March 09, 2014
On 3/8/2014 9:15 PM, Michel Fortin wrote:
>
> Text is an interesting topic for never-ending discussions.
>

It's also a good example for when non-programmers are surprised to hear that I *don't* see the world as binary "black and white" *because* of my programming experience ;)

Problems like text-handling make it [painfully] obvious to programmers that reality is shades-of-grey - laymen don't often expect that!

March 09, 2014
On 3/9/2014 7:47 AM, w0rp wrote:
>
> My knowledge of Unicode pretty much just comes from having
> to deal with foreign language customers and discovering the problems
> with the code unit abstraction most languages seem to use. (Java and
> Python suffer from similar issues, but they don't really have algorithms
> in the way that we do.)
>

Python 2 or 3 (out of curiosity)?
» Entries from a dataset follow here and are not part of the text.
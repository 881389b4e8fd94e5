//! Similarity scoring
//!
//! Percentage similarity between two strings based on their longest common subsequence
//! (the Indel ratio): `2 * lcs / (len_a + len_b)`, counted in Unicode scalar values.

/// Highest possible score
pub const MAX_SCORE: u8 = 100;

/// Calculate similarity ratio between two strings as a percentage (0-100)
///
/// Identical non-empty strings score 100 and strings with no character in common score 0.
/// An empty string on either side scores 0. Halves round to the nearest even percentage.
pub fn ratio(a: &str, b: &str) -> u8 {
    let a: Vec<char> = a.chars().collect();
    let b: Vec<char> = b.chars().collect();
    if a.is_empty() || b.is_empty() {
        return 0;
    }

    let total = a.len() + b.len();
    let shared = 2 * lcs_length(&a, &b) * usize::from(MAX_SCORE);
    round_half_even(shared, total) as u8
}

/// Length of the longest common subsequence, single-row DP
fn lcs_length(a: &[char], b: &[char]) -> usize {
    let (long, short) = if a.len() >= b.len() { (a, b) } else { (b, a) };
    let mut row = vec![0usize; short.len() + 1];

    for &x in long {
        let mut diagonal = 0;
        for (j, &y) in short.iter().enumerate() {
            let above = row[j + 1];
            row[j + 1] = if x == y {
                diagonal + 1
            } else {
                above.max(row[j])
            };
            diagonal = above;
        }
    }

    row[short.len()]
}

fn round_half_even(numerator: usize, denominator: usize) -> usize {
    let quotient = numerator / denominator;
    let twice_rest = 2 * (numerator % denominator);
    if twice_rest > denominator || (twice_rest == denominator && quotient % 2 == 1) {
        quotient + 1
    } else {
        quotient
    }
}
#![allow(dead_code)]

pub mod mock_analyzer;

use std::io::Write;
use std::path::Path;
use std::process::{Command, Output, Stdio};
use tempfile::TempDir;

/// Lemma table covering the demo sentences
pub const DEMO_LEMMAS: &str = "\
# form\tlemma
мама
мамина\tмамин
мыла\tмыть
моет\tмыть
раму\tрама
рамы\tрама
";

/// Scratch directory holding fixture files for one test
pub struct TestContext {
    pub temp_dir: TempDir,
}

impl TestContext {
    pub fn new() -> Self {
        Self {
            temp_dir: tempfile::tempdir().expect("Failed to create temp dir"),
        }
    }

    /// Write `contents` to a file in the scratch directory and return its path
    pub fn write_file(&self, name: &str, contents: &str) -> std::path::PathBuf {
        let path = self.temp_dir.path().join(name);
        let mut file = std::fs::File::create(&path).expect("Failed to create fixture");
        file.write_all(contents.as_bytes())
            .expect("Failed to write fixture");
        path
    }

    pub fn path(&self) -> &Path {
        self.temp_dir.path()
    }
}

/// Run the lemmatch binary with `args`
pub fn run_cli(args: &[&str]) -> Output {
    Command::new(env!("CARGO_BIN_EXE_lemmatch"))
        .args(args)
        .env_remove("RUST_LOG")
        .output()
        .expect("Failed to run lemmatch")
}

/// Run the lemmatch binary with `args`, feeding `input` on stdin
pub fn run_cli_with_stdin(args: &[&str], input: &str) -> Output {
    let mut child = Command::new(env!("CARGO_BIN_EXE_lemmatch"))
        .args(args)
        .env_remove("RUST_LOG")
        .stdin(Stdio::piped())
        .stdout(Stdio::piped())
        .stderr(Stdio::piped())
        .spawn()
        .expect("Failed to start lemmatch");

    child
        .stdin
        .take()
        .expect("stdin is piped")
        .write_all(input.as_bytes())
        .expect("Failed to write stdin");

    child.wait_with_output().expect("Failed to run lemmatch")
}
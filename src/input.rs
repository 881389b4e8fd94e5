//! Text list input
//!
//! Reads one text per line, kept verbatim apart from the line ending. Lines holding only
//! whitespace are skipped; `-` reads standard input.

use crate::error::{LemmatchError, LemmatchResult};
use std::fs::File;
use std::io::{self, BufRead, BufReader};
use std::path::Path;
use tracing::info;

/// Path that selects standard input
pub const STDIN_PATH: &str = "-";

/// Read a text list from a file, or from stdin for `-`
pub fn read_text_list(path: &Path) -> LemmatchResult<Vec<String>> {
    let texts = if path.as_os_str() == STDIN_PATH {
        parse_text_list(io::stdin().lock(), "standard input")?
    } else {
        let file = File::open(path)?;
        parse_text_list(BufReader::new(file), &path.display().to_string())?
    };

    info!("📄 Read {} texts from {}", texts.len(), path.display());
    Ok(texts)
}

/// Parse a text list from a buffered reader
pub fn parse_text_list<R: BufRead>(reader: R, origin: &str) -> LemmatchResult<Vec<String>> {
    let mut texts = Vec::new();

    for line in reader.lines() {
        let line = line.map_err(|e| LemmatchError::from_read(e, origin))?;
        if !line.trim().is_empty() {
            texts.push(line);
        }
    }

    Ok(texts)
}
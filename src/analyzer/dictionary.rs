//! Lemma dictionary backend
//!
//! File format, one entry per line:
//!
//! ```text
//! # comment
//! мыла    мыть
//! рамы    рама
//! мама
//! ```
//!
//! Two columns map a form to its lemma; a single column declares a word that is its
//! own lemma. Columns are separated by any whitespace.
//!
//! A Russian table in the same format is compiled into the binary and backs the default
//! analyzer.

use super::MorphAnalyzer;
use crate::error::{LemmatchError, LemmatchResult};
use std::borrow::Cow;
use std::collections::HashMap;
use std::fs::File;
use std::io::{BufRead, BufReader};
use std::path::Path;
use tracing::{debug, info, warn};

/// Bundled Russian form -> lemma table
const BUILTIN_LEMMAS: &str = include_str!("../../data/ru_lemmas.tsv");

/// Form -> lemma lookup table
///
/// Every stored lemma maps to itself, so looking up a lemma never yields another word.
#[derive(Debug, Clone, Default)]
pub struct LemmaDictionary {
    lemmas: HashMap<String, String>,
}

impl LemmaDictionary {
    /// The Russian table shipped with the crate
    pub fn builtin() -> LemmatchResult<Self> {
        let dictionary = Self::from_reader(BUILTIN_LEMMAS.as_bytes())?;
        debug!("Built-in lemma table: {} forms", dictionary.len());
        Ok(dictionary)
    }

    /// Load a dictionary from disk
    pub fn from_path(path: &Path) -> LemmatchResult<Self> {
        if !path.exists() {
            return Err(LemmatchError::DictionaryMissing(path.to_path_buf()));
        }

        info!("Loading lemma dictionary from: {}", path.display());
        let file = File::open(path)?;
        let dictionary = Self::from_reader(BufReader::new(file))?;
        info!("📚 Loaded {} dictionary forms", dictionary.len());

        Ok(dictionary)
    }

    /// Parse a dictionary from any buffered reader
    pub fn from_reader<R: BufRead>(reader: R) -> LemmatchResult<Self> {
        let mut dictionary = Self::default();

        for (idx, line) in reader.lines().enumerate() {
            let line = line.map_err(|e| LemmatchError::from_read(e, "lemma dictionary"))?;
            let line = line.trim();
            if line.is_empty() || line.starts_with('#') {
                continue;
            }

            let columns: Vec<&str> = line.split_whitespace().collect();
            match columns.as_slice() {
                [word] => dictionary.insert(word, word),
                [form, lemma] => dictionary.insert(form, lemma),
                _ => {
                    return Err(LemmatchError::DictionaryFormat {
                        line: idx + 1,
                        reason: format!("expected 1 or 2 columns, found {}", columns.len()),
                    })
                }
            }
        }

        Ok(dictionary)
    }

    /// Build a dictionary from in-memory (form, lemma) pairs
    pub fn from_entries<I, F, L>(entries: I) -> Self
    where
        I: IntoIterator<Item = (F, L)>,
        F: AsRef<str>,
        L: AsRef<str>,
    {
        let mut dictionary = Self::default();
        for (form, lemma) in entries {
            dictionary.insert(form.as_ref(), lemma.as_ref());
        }
        dictionary
    }

    /// Number of known forms (lemmas included)
    pub fn len(&self) -> usize {
        self.lemmas.len()
    }

    pub fn is_empty(&self) -> bool {
        self.lemmas.is_empty()
    }

    /// Look up the lemma of a form, ignoring case
    pub fn lemma(&self, word: &str) -> Option<&str> {
        self.lemmas.get(&word.to_lowercase()).map(String::as_str)
    }

    // First entry for a form wins. A lemma that is itself a known form is resolved to
    // that form's lemma, keeping every stored value a fixed point.
    fn insert(&mut self, form: &str, lemma: &str) {
        let form = form.to_lowercase();
        let lemma = lemma.to_lowercase();
        let target = match self.lemmas.get(&lemma) {
            Some(resolved) if *resolved != lemma => {
                debug!("Resolving '{}' -> '{}' via '{}'", form, resolved, lemma);
                resolved.clone()
            }
            _ => lemma,
        };

        if let Some(existing) = self.lemmas.get(&form) {
            if *existing != target {
                warn!(
                    "Ignoring duplicate form '{}' -> '{}' (already '{}')",
                    form, target, existing
                );
            }
        } else {
            self.lemmas.insert(form, target.clone());
        }

        self.lemmas.entry(target.clone()).or_insert(target);
    }
}

impl MorphAnalyzer for LemmaDictionary {
    fn normal_form<'w>(&self, word: &'w str) -> Cow<'w, str> {
        match self.lemma(word) {
            Some(lemma) => Cow::Owned(lemma.to_string()),
            None => Cow::Borrowed(word),
        }
    }

    fn name(&self) -> &str {
        "dictionary"
    }
}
If you're including Python3, then that somewhat surprises me as I thought greatly improved Unicode was one of the biggest reasons for the jump from 2 to 3. (Although it isn't *completely* surprising since, as we all know far too well here, fully correct Unicode is *not* easy.)

March 09, 2014
On 3/9/2014 6:08 AM, "Marc Schütz" <schuetzm@gmx.net>" wrote:
> Also, `byCodeUnit` and `byCodePoint` would probably be better names than `raw`
> and `decode`, to much the already existing `byGrapheme` in std.uni.

I'd vastly prefer 'byChar', 'byWchar', 'byDchar' for each of string, wstring, dstring, and InputRange!char, etc.
March 09, 2014
On 3/9/2014 6:34 AM, Jakob Ovrum wrote:
> `byCodeUnit` is essentially std.string.representation.

Not at all. std.string.representation takes a string and casts it to the corresponding ubyte, ushort, uint string.

It doesn't work at all with InputRange!char
March 10, 2014
On 3/9/2014 6:31 PM, Walter Bright wrote:
> On 3/9/2014 6:08 AM, "Marc Schütz" <schuetzm@gmx.net>" wrote:
>> Also, `byCodeUnit` and `byCodePoint` would probably be better names
>> than `raw`
>> and `decode`, to much the already existing `byGrapheme` in std.uni.
>
> I'd vastly prefer 'byChar', 'byWchar', 'byDchar' for each of string,
> wstring, dstring, and InputRange!char, etc.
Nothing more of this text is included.